La España llena

Aguja gótica de la Iglesia Imperial de Santa María de Palacio, en Logroño (Foto: Carmen Junceda Fernández-Acero).
Aguja gótica de la Iglesia Imperial de Santa María de Palacio, en Logroño (Foto: Carmen Junceda Fernández-Acero).

La España vacía está bien llena. No hay rincón que no rebose riquezas capaces de maravillar al personal. El inconmensurable patrimonio que atesoramos en los más de ocho mil municipios de nuestra piel de toro no precisa de padrones con excesivos números, porque cuenta ya con vecinos orgullosos de esa herencia tan formidable y de visitantes que se aproximan a ella con respeto y consideración.

No es igual levantar la persiana cada mañana y contemplar la aguja del siglo XIII de la Imperial de Santa María de Palacio, en Logroño, que hacerlo para ver el tendal del inquilino de enfrente en un bloque de pisos de cualquier gran metrópoli. Vivir se diferencia de subsistir en estos pequeños detalles que la neurótica civilización contemporánea continúa sin advertir, profundizando en sus males endémicos.

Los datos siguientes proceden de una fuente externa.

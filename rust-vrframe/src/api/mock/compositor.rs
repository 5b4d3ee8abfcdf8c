use euclid::{RigidTransform3D, Rotation3D, UnknownUnit, Vector3D};
use rust_vrframe_api::utils;
use rust_vrframe_api::{MockVRControlMsg, VRCompositor, VREyeMatrices, VRInputState, VRLayer, VRModeParms, VRPerfThreadType,
                       VRPose, VRSessionHandle, VRSubmitDescription, VRSwapChainId, VRSystemProperties, VRSystemUI,
                       VRTextureSwapChainDesc, VRTracking, VRTrackingStatus};
use std::cmp;
use std::sync::mpsc::{channel, Receiver, Sender};
use std::sync::{Arc, Mutex, MutexGuard};
use std::thread;
use std::time::Duration;

// Distance between the eyes, in meters.
const IPD: f32 = 0.064;
const HEAD_HEIGHT: f32 = 1.6;
// Delay between the pose sample and the predicted display time.
const PREDICTION: f64 = 0.048;

#[derive(Debug, Clone)]
pub struct MockSubmission {
    pub session: VRSessionHandle,
    pub desc: VRSubmitDescription,
    // Thread the frame was submitted from, see `utils::current_thread_id`.
    pub thread_id: u32,
}

/// Everything the mock compositor was asked to do, for tests to inspect.
pub struct MockCompositorState {
    pub initialized: bool,
    pub shut_down: bool,
    pub properties: VRSystemProperties,
    // Replaces the generated head pose and eye matrices when set.
    pub tracking: Option<VRTracking>,
    pub input_devices: Vec<VRInputState>,
    pub reject_vr_mode: bool,
    pub submit_delay_ms: u64,

    pub mode_parms: Vec<VRModeParms>,
    pub active_sessions: Vec<VRSessionHandle>,
    pub left_sessions: Vec<VRSessionHandle>,
    pub clock_levels: Vec<(i32, i32)>,
    pub perf_threads: Vec<(VRPerfThreadType, u32)>,
    pub shown_ui: Vec<VRSystemUI>,

    pub swapchains: Vec<(VRSwapChainId, VRTextureSwapChainDesc)>,
    pub destroyed_swapchains: Vec<VRSwapChainId>,

    pub predicted_frames: Vec<u64>,
    pub submissions: Vec<MockSubmission>,
    // Submissions the compositor refused, with the reason.
    pub rejected_submissions: Vec<String>,
    pub max_concurrent_submits: usize,

    submits_in_flight: usize,
    finalized_sessions: Vec<VRSessionHandle>,
    next_handle: u64,
    start_time: f64,
}

impl MockCompositorState {
    pub fn new() -> MockCompositorState {
        MockCompositorState {
            initialized: false,
            shut_down: false,
            properties: VRSystemProperties {
                suggested_eye_texture_width: 1536,
                suggested_eye_texture_height: 1536,
                suggested_eye_fov_degrees_x: 90.0,
                suggested_eye_fov_degrees_y: 90.0,
                multiview_available: true,
                display_refresh_rate: 72.0,
            },
            tracking: None,
            input_devices: Vec::new(),
            reject_vr_mode: false,
            submit_delay_ms: 0,
            mode_parms: Vec::new(),
            active_sessions: Vec::new(),
            left_sessions: Vec::new(),
            clock_levels: Vec::new(),
            perf_threads: Vec::new(),
            shown_ui: Vec::new(),
            swapchains: Vec::new(),
            destroyed_swapchains: Vec::new(),
            predicted_frames: Vec::new(),
            submissions: Vec::new(),
            rejected_submissions: Vec::new(),
            max_concurrent_submits: 0,
            submits_in_flight: 0,
            finalized_sessions: Vec::new(),
            // Clear of the built-in swapchain ids.
            next_handle: 0x100,
            start_time: utils::time_in_seconds(),
        }
    }

    pub fn handle_msg(&mut self, msg: MockVRControlMsg) {
        match msg {
            MockVRControlMsg::SetTracking(tracking) => self.tracking = Some(tracking),
            MockVRControlMsg::SetSystemProperties(properties) => self.properties = properties,
            MockVRControlMsg::SetInputDevices(devices) => self.input_devices = devices,
            MockVRControlMsg::RejectVRMode(reject) => self.reject_vr_mode = reject,
            MockVRControlMsg::SetSubmitDelay(delay) => self.submit_delay_ms = delay,
        }
    }

    pub fn final_submissions(&self) -> usize {
        self.submissions.iter().filter(|s| s.desc.is_final()).count()
    }

    pub fn live_swapchains(&self) -> usize {
        self.swapchains.len() - self.destroyed_swapchains.len()
    }

    fn next_handle(&mut self) -> u64 {
        self.next_handle += 1;
        self.next_handle
    }

    fn swapchain(&self, id: VRSwapChainId) -> Option<&VRTextureSwapChainDesc> {
        if self.destroyed_swapchains.contains(&id) {
            return None;
        }
        self.swapchains.iter().find(|&&(chain, _)| chain == id).map(|&(_, ref desc)| desc)
    }

    fn check_submission(&self, session: VRSessionHandle, desc: &VRSubmitDescription) -> Result<(), String> {
        if !self.active_sessions.contains(&session) {
            return Err(format!("frame {} submitted to inactive session {:?}", desc.frame_index, session));
        }
        if self.finalized_sessions.contains(&session) {
            return Err(format!("frame {} submitted after the final frame", desc.frame_index));
        }
        for layer in &desc.layers {
            if let VRLayer::Projection(ref projection) = *layer {
                for texture in projection.textures.iter() {
                    let swapchain = texture.image.swapchain;
                    if !swapchain.is_builtin() && self.swapchain(swapchain).is_none() {
                        return Err(format!("unknown swapchain {:?}", swapchain));
                    }
                }
            }
        }
        Ok(())
    }

    fn tracking(&self, display_time: f64) -> VRTracking {
        let sample_time = display_time - PREDICTION;
        if let Some(mut tracking) = self.tracking {
            let pose = tracking.head_pose;
            tracking.head_pose = VRPose::predicted(pose.orientation, pose.position, sample_time, display_time);
            return tracking;
        }

        let head_pose = VRPose::predicted([0.0, 0.0, 0.0, 1.0], [0.0, HEAD_HEIGHT, 0.0], sample_time, display_time);
        let props = &self.properties;
        let projection = utils::projection_matrix_fov(props.suggested_eye_fov_degrees_x,
                                                      props.suggested_eye_fov_degrees_y,
                                                      0.0, 0.0, 0.1, 0.0);
        let head_view = head_view_matrix(&head_pose);
        let mut eyes = [VREyeMatrices::default(); 2];
        for (eye, matrices) in eyes.iter_mut().enumerate() {
            let mut view_matrix = head_view;
            // Left eye sits at -IPD/2 in head space, so the world moves the other way.
            view_matrix[3] += if eye == 0 { IPD * 0.5 } else { -IPD * 0.5 };
            *matrices = VREyeMatrices {
                projection_matrix: projection,
                view_matrix: view_matrix,
            };
        }

        VRTracking {
            status: VRTrackingStatus::ORIENTATION_TRACKED | VRTrackingStatus::POSITION_TRACKED |
                    VRTrackingStatus::HMD_CONNECTED,
            head_pose: head_pose,
            eyes: eyes,
        }
    }
}

// World to head transform, row-major.
fn head_view_matrix(pose: &VRPose) -> [f32; 16] {
    let o = pose.orientation;
    let p = pose.position;
    let rotation: Rotation3D<f32, UnknownUnit, UnknownUnit> = Rotation3D::quaternion(o[0], o[1], o[2], o[3]);
    let head_to_world = RigidTransform3D::new(rotation, Vector3D::new(p[0], p[1], p[2]));
    // euclid stores the translation in the last row; column-major flips it into ours.
    head_to_world.inverse().to_transform().to_column_major_array()
}

/// A compositor that records every call and can be steered through
/// `MockVRControlMsg`.
pub struct MockCompositor {
    state: Arc<Mutex<MockCompositorState>>,
}

impl MockCompositor {
    pub fn new() -> MockCompositor {
        MockCompositor {
            state: Arc::new(Mutex::new(MockCompositorState::new())),
        }
    }

    pub fn new_with_remote() -> (Arc<MockCompositor>, Sender<MockVRControlMsg>) {
        let (send, rcv) = channel();
        (Arc::new(MockCompositor::new_with_receiver(rcv)), send)
    }

    pub fn new_with_receiver(rcv: Receiver<MockVRControlMsg>) -> MockCompositor {
        let compositor = MockCompositor::new();
        let state = compositor.state.clone();
        thread::spawn(move || {
            while let Ok(msg) = rcv.recv() {
                state.lock().unwrap().handle_msg(msg);
            }
        });
        compositor
    }

    pub fn state_handle(&self) -> Arc<Mutex<MockCompositorState>> {
        self.state.clone()
    }

    fn lock(&self) -> MutexGuard<MockCompositorState> {
        self.state.lock().unwrap()
    }
}

impl VRCompositor for MockCompositor {
    fn initialize(&self) -> Result<(), String> {
        self.lock().initialized = true;
        Ok(())
    }

    fn shutdown(&self) {
        self.lock().shut_down = true;
    }

    fn system_properties(&self) -> VRSystemProperties {
        self.lock().properties
    }

    fn enter_vr_mode(&self, parms: &VRModeParms) -> Result<VRSessionHandle, String> {
        let mut state = self.lock();
        state.mode_parms.push(*parms);
        if state.reject_vr_mode {
            return Err(format!("invalid window surface {:#x}", parms.window_surface));
        }
        let session = VRSessionHandle(state.next_handle());
        state.active_sessions.push(session);
        Ok(session)
    }

    fn leave_vr_mode(&self, session: VRSessionHandle) {
        let mut state = self.lock();
        state.active_sessions.retain(|s| *s != session);
        state.left_sessions.push(session);
    }

    fn predicted_display_time(&self, _session: VRSessionHandle, frame_index: u64) -> f64 {
        let mut state = self.lock();
        state.predicted_frames.push(frame_index);
        state.start_time + frame_index as f64 / state.properties.display_refresh_rate as f64
    }

    fn predicted_tracking(&self, _session: VRSessionHandle, display_time: f64) -> VRTracking {
        self.lock().tracking(display_time)
    }

    fn submit_frame(&self, session: VRSessionHandle, desc: &VRSubmitDescription) -> Result<(), String> {
        let delay = {
            let mut state = self.lock();
            if let Err(msg) = state.check_submission(session, desc) {
                state.rejected_submissions.push(msg.clone());
                return Err(msg);
            }
            state.submits_in_flight += 1;
            state.max_concurrent_submits = cmp::max(state.max_concurrent_submits, state.submits_in_flight);
            state.submit_delay_ms
        };

        // Held outside the lock so overlapping submissions would show up.
        if delay > 0 {
            thread::sleep(Duration::from_millis(delay));
        }

        let mut state = self.lock();
        state.submits_in_flight -= 1;
        if desc.is_final() {
            state.finalized_sessions.push(session);
        }
        state.submissions.push(MockSubmission {
            session: session,
            desc: desc.clone(),
            thread_id: utils::current_thread_id(),
        });
        Ok(())
    }

    fn set_clock_levels(&self, _session: VRSessionHandle, cpu_level: i32, gpu_level: i32) -> Result<(), String> {
        self.lock().clock_levels.push((cpu_level, gpu_level));
        Ok(())
    }

    fn set_perf_thread(&self, _session: VRSessionHandle, thread_type: VRPerfThreadType, tid: u32) -> Result<(), String> {
        self.lock().perf_threads.push((thread_type, tid));
        Ok(())
    }

    fn create_texture_swapchain(&self, desc: &VRTextureSwapChainDesc) -> Result<VRSwapChainId, String> {
        if desc.width == 0 || desc.height == 0 {
            return Err(format!("invalid swapchain size {}x{}", desc.width, desc.height));
        }
        let mut state = self.lock();
        let id = VRSwapChainId(state.next_handle());
        state.swapchains.push((id, *desc));
        Ok(id)
    }

    fn texture_swapchain_length(&self, swapchain: VRSwapChainId) -> u32 {
        self.lock().swapchain(swapchain).map_or(0, |desc| desc.buffer_count)
    }

    fn texture_swapchain_handle(&self, swapchain: VRSwapChainId, index: u32) -> u32 {
        // Unique and non-zero for every image of every chain.
        (swapchain.0 as u32) * 16 + index + 1
    }

    fn destroy_texture_swapchain(&self, swapchain: VRSwapChainId) {
        let mut state = self.lock();
        if state.swapchain(swapchain).is_some() {
            state.destroyed_swapchains.push(swapchain);
        }
    }

    fn input_devices(&self, _session: VRSessionHandle) -> Vec<VRInputState> {
        self.lock().input_devices.clone()
    }

    fn show_system_ui(&self, _session: VRSessionHandle, ui: VRSystemUI) -> Result<(), String> {
        self.lock().shown_ui.push(ui);
        Ok(())
    }
}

Nadie echa de menos rutilantes centros comerciales con establecimientos de comida basura en Laguardia, donde en esta hostería o en la otra puedes disfrutar de la mejor gastronomía alavesa y de unos caldos insuperables, como los que salen de las cuevas o calados de la casa solariega del egregio fabulista Félix María Samaniego desde hace centurias. 

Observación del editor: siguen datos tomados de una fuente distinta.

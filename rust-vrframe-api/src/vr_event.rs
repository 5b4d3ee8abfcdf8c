// A platform rendering surface (native window), as an opaque handle.
#[derive(Debug, Clone, Copy, PartialEq, Eq, Hash)]
#[cfg_attr(feature = "serde-serialization", derive(Deserialize, Serialize))]
pub struct VRSurface(pub u64);

#[derive(Debug, Clone, Copy, PartialEq, Eq)]
#[cfg_attr(feature = "serde-serialization", derive(Deserialize, Serialize))]
pub enum VREvent {
    // The application moved to the foreground.
    Resumed,
    // The application moved to the background.
    Paused,
    SurfaceCreated(VRSurface),
    SurfaceDestroyed,
    // The platform wants the application to exit.
    DestroyRequested,
}

/// Source of application lifecycle events.
pub trait VRPlatform {
    /// Returns the pending events. When `wait` is set, blocks until at least
    /// one event is available.
    fn poll_events(&mut self, wait: bool) -> Vec<VREvent>;
}
/// Owns everything a running VR application needs and drives its frame loop.
///
/// Each cycle polls lifecycle events, keeps VR mode in step with them, reads
/// the back button and produces one frame: predict, simulate, then render
/// and submit, inline or on the render thread depending on the threading
/// mode chosen at creation.
pub struct VRSession {
    compositor: VRCompositorPtr,
    platform: Box<dyn VRPlatform>,
    gpu: Box<dyn VRGpu>,
    settings: VRPipelineSettings,
    use_multiview: bool,
    backend: Option<VRFrameBackend>,
    mode: VRModeController,
    perf: VRPerfRegistration,
    counter: VRFrameCounter,
    scene: Option<Arc<VRScene>>,
    start_time: f64,
    back_button_down_last_frame: bool,
    // The black final frame went out; nothing may follow it.
    finalized: bool,
    destroy_requested: bool,
    shut_down: bool,
}

impl VRSession {
    /// Initializes the compositor and builds the frame backend.
    ///
    /// `factory` is only used in dual-threaded mode, where the render thread
    /// creates its own context sharing objects with `gpu`.
    pub fn new(compositor: VRCompositorPtr,
               platform: Box<dyn VRPlatform>,
               gpu: Box<dyn VRGpu>,
               factory: Option<Box<dyn VRGpuContextFactory>>,
               settings: VRPipelineSettings) -> Result<VRSession, VRError> {
        if let Err(msg) = compositor.initialize() {
            error!("Error initializing VR compositor: {:?}", msg);
            return Err(VRError::Compositor(msg));
        }

        let properties = compositor.system_properties();
        let use_multiview = settings.use_multiview && gpu.capabilities().multiview && properties.multiview_available;
        info!("Multiview {}, {:?}", if use_multiview { "enabled" } else { "disabled" }, settings.threading);

        let backend = match VRSession::create_backend(&compositor, &*gpu, factory, &settings, use_multiview) {
            Ok(backend) => backend,
            Err(e) => {
                error!("Error creating the frame backend: {}", e);
                compositor.shutdown();
                return Err(e);
            }
        };

        let main_tid = utils::current_thread_id();
        let renderer_tid = backend.render_thread().map_or(main_tid, |render_thread| render_thread.get_tid());

        Ok(VRSession {
            compositor: compositor,
            platform: platform,
            gpu: gpu,
            perf: VRPerfRegistration {
                cpu_level: settings.cpu_level,
                gpu_level: settings.gpu_level,
                main_tid: main_tid,
                renderer_tid: renderer_tid,
            },
            counter: VRFrameCounter::new(settings.first_frame_index),
            settings: settings,
            use_multiview: use_multiview,
            backend: Some(backend),
            mode: VRModeController::new(),
            scene: None,
            start_time: utils::time_in_seconds(),
            back_button_down_last_frame: false,
            finalized: false,
            destroy_requested: false,
            shut_down: false,
        })
    }

    fn create_backend(compositor: &VRCompositorPtr,
                      gpu: &dyn VRGpu,
                      factory: Option<Box<dyn VRGpuContextFactory>>,
                      settings: &VRPipelineSettings,
                      use_multiview: bool) -> Result<VRFrameBackend, VRError> {
        if settings.is_dual_threaded() {
            let factory = factory.ok_or_else(|| {
                VRError::RenderThread("dual-threaded mode needs a shared context factory".into())
            })?;
            let render_thread = VRRenderThread::create(factory, compositor.clone(), settings.clone(), use_multiview)?;
            Ok(VRFrameBackend::Threaded(render_thread))
        } else {
            let producer = VRFrameProducer::create(gpu, &**compositor, settings, use_multiview)?;
            Ok(VRFrameBackend::Inline(producer))
        }
    }

    pub fn use_multiview(&self) -> bool {
        self.use_multiview
    }

    pub fn is_active(&self) -> bool {
        self.mode.is_active()
    }

    pub fn is_finalized(&self) -> bool {
        self.finalized
    }

    pub fn is_destroy_requested(&self) -> bool {
        self.destroy_requested
    }

    pub fn frame_index(&self) -> u64 {
        self.counter.frame_index()
    }

    pub fn perf_registration(&self) -> VRPerfRegistration {
        self.perf
    }

    /// Runs frame cycles until the platform asks to be destroyed, then
    /// shuts down.
    pub fn run(&mut self) -> Result<(), VRError> {
        let result = loop {
            match self.run_cycle() {
                Ok(true) => {},
                Ok(false) => break Ok(()),
                Err(e) => {
                    error!("Frame loop stopped: {}", e);
                    break Err(e);
                }
            }
        };
        let shutdown = self.shutdown();
        result.and(shutdown)
    }

    /// One pass of the frame loop. Returns false once the platform is being
    /// destroyed; setup failures (scene creation) are returned as errors.
    pub fn run_cycle(&mut self) -> Result<bool, VRError> {
        if self.shut_down {
            return Ok(false);
        }

        self.handle_events();
        if self.destroy_requested {
            return Ok(false);
        }

        let session = match self.mode.session() {
            Some(session) => session,
            None => return Ok(true),
        };
        self.handle_input(session);
        if self.finalized {
            return Ok(true);
        }

        if self.scene.is_none() {
            // The loading frame goes out before the scene exists, even on the
            // very first frame after entering VR mode.
            let loading = VRFrameWork::new(VRRenderKind::LoadingIcon, session, self.counter.frame_index(),
                                           self.counter.display_time(), self.bootstrap_swap_interval());
            self.dispatch(loading);

            let scene = VRScene::create(&*self.gpu, &self.settings, self.use_multiview)?;
            debug!("Scene {} created with {} instances", scene.id(), scene.layout().len());
            self.scene = Some(Arc::new(scene));
        }

        let tracking = self.counter.predict(&*self.compositor, session);
        let display_time = self.counter.display_time();

        let mut work = VRFrameWork::new(VRRenderKind::Frame, session, self.counter.frame_index(), display_time,
                                        self.settings.swap_interval);
        work.scene = self.scene.clone();
        work.simulation = VRSimulation::advance(display_time - self.start_time);
        work.tracking = tracking;
        self.dispatch(work);

        Ok(true)
    }

    /// Releases the backend, the scene and the compositor, in that order.
    /// A session still in VR mode gets its black final frame first.
    pub fn shutdown(&mut self) -> Result<(), VRError> {
        if self.shut_down {
            return Ok(());
        }
        self.shut_down = true;

        if let Some(session) = self.mode.session() {
            self.push_black_final(session);
        }
        let render_thread = self.backend.as_ref().and_then(|backend| backend.render_thread());
        self.mode.leave(&*self.compositor, render_thread);

        let result = match self.backend.take() {
            Some(VRFrameBackend::Threaded(mut render_thread)) => {
                render_thread.wait();
                render_thread.destroy()
            },
            Some(VRFrameBackend::Inline(mut producer)) => {
                producer.destroy(&*self.gpu, &*self.compositor);
                Ok(())
            },
            None => Ok(()),
        };

        // Every frame work holding the scene is gone with the backend.
        if let Some(scene) = self.scene.take() {
            match Arc::try_unwrap(scene) {
                Ok(mut scene) => scene.destroy(&*self.gpu),
                Err(_) => error!("Scene still referenced at shutdown, its GPU objects leak"),
            }
        }

        self.compositor.shutdown();
        debug!("VR session shut down");
        result
    }
}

Tampoco se extrañan los atascos, las alarmas o el apresuramiento recorriendo Cenicero o Elciego, rodeados de apacibles viñedos, recoletas ermitas barrocas, cruceros renacentistas, puentes medievales y algún moderno adefesio arquitectónico como contraste.

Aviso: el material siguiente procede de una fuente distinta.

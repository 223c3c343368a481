//! Peer-to-peer mutual authentication state machine.
//!
//! Two [`Peer`]s exchange [`auth_wire::AuthMessage`]s over a [`Transport`] to
//! prove possession of long-lived identity keys held by a [`Wallet`], and
//! establish a symmetric authenticated session identified by mutually
//! exchanged nonces. Once authenticated, peers exchange signed application
//! payloads (`to_peer`) and verifiable certificate sets
//! (`request_certificates` / `send_certificate_response`).
//!
//! # Example
//!
//! ```rust,no_run
//! use std::sync::Arc;
//! use auth_peer::{Peer, PeerConfig};
//! use auth_peer::testing::{InMemoryWallet, LoopbackTransport};
//!
//! # async fn run() -> Result<(), Box<dyn std::error::Error>> {
//! let (transport_a, transport_b) = LoopbackTransport::new_pair();
//! let peer_a = Peer::new(Arc::new(InMemoryWallet::new("a")), transport_a, PeerConfig::default());
//! let peer_b = Peer::new(Arc::new(InMemoryWallet::new("b")), transport_b, PeerConfig::default());
//!
//! peer_b
//!     .listen_for_general_message(Arc::new(|payload, sender| {
//!         println!("received {} bytes from {sender}", payload.len());
//!     }))
//!     .await;
//!
//! peer_a.to_peer(b"hello".to_vec(), Some("b".to_string()), None).await?;
//! # Ok(())
//! # }
//! ```
//!
//! # Concurrency
//!
//! A `Peer` is driven by `tokio`: inbound messages are dispatched one at a
//! time per message (the transport is trusted to deliver serially), and
//! every call into the wallet or transport is an `async fn` suspension
//! point. `initiate_handshake` bounds its wait on `initialResponse` with
//! `tokio::time::timeout`; concurrent callers targeting the same
//! not-yet-authenticated identity key join the first caller's wait instead
//! of racing a second `initialRequest`.

mod certificates;
mod config;
mod error;
mod listener;
mod nonce;
mod peer;
mod session;
mod transport;
mod wallet;

pub mod testing;

pub use config::PeerConfig;
pub use error::PeerError;
pub use listener::{
    CertificatesReceivedHandler, CertificatesRequestedHandler, GeneralMessageHandler,
    InitialResponseHandler, ListenerId, ListenerKind,
};
pub use peer::Peer;
pub use session::{PeerSession, SessionHandle, SessionManager};
pub use transport::Transport;
pub use wallet::{SignatureArgs, Wallet};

Cuando descubres un gallinero gótico con un capón y una pita aleteando dentro de la catedral de Santo Domingo de la Calzada y don Jesús -su amable y diligente canónigo archivero-, te explica el motivo desvelando los restantes secretos de la seo, no te acuerdas de ocio urbanita alguno, ni falta que hace.

Quienes habitan en estas zonas de la España vaciada no solo viven de la uva, del guisante, de la alubia, de la alcachofa o del pimiento. Lo hacen, además, flanqueados por un sinfín de fortunas monumentales e inmateriales que no siempre albergan esas impersonales urbes a las que nuestras sociedades actuales tanto insisten en superpoblar.

Tal vez por todo esto debamos abordar el asunto de la despoblación rural potenciando el atractivo de la vida en localidades pequeñas o medianas, frente al endiablado sinvivir de la ciudad populosa. En Francia o el Reino Unido, por ejemplo, el entorno agrario o ganadero está mejor considerado, y ninguna de estas naciones acumula recursos culturales de tanta significación como los que radican en infinidad de nuestras aldehuelas, anteiglesias, pedanías, villorrios, parroquias o caseríos, aunque existan notables excepciones. El empleo que genera su sector primario, junto a la importancia que entraña para sus economías, convierten a la residencia y trabajo en esas zonas en algo de alto relieve social, a diferencia del menosprecio con que en España seguimos considerando a esas mismas gentes -incluso poseyendo aquí las llaves de tantísimas joyas históricas, religiosas o ambientales-, por una idiota y presuntuosa óptica capitalina.

Hemos avanzado extraordinariamente en carreteras, servicios e infraestructuras que permiten mejorar la calidad de vida en los pueblos y lugares con censos discretos, pero toca ahora fortalecer y divulgar también su enorme atractivo para una existencia inteligente y al humano modo, en la que no sean los problemas mentales o cardíacos las principales causas de mortalidad ligadas a los hábitos ciudadanos, ni se hacinen multitudes en un mismo sitio para tratar de sobrevivir a duras penas.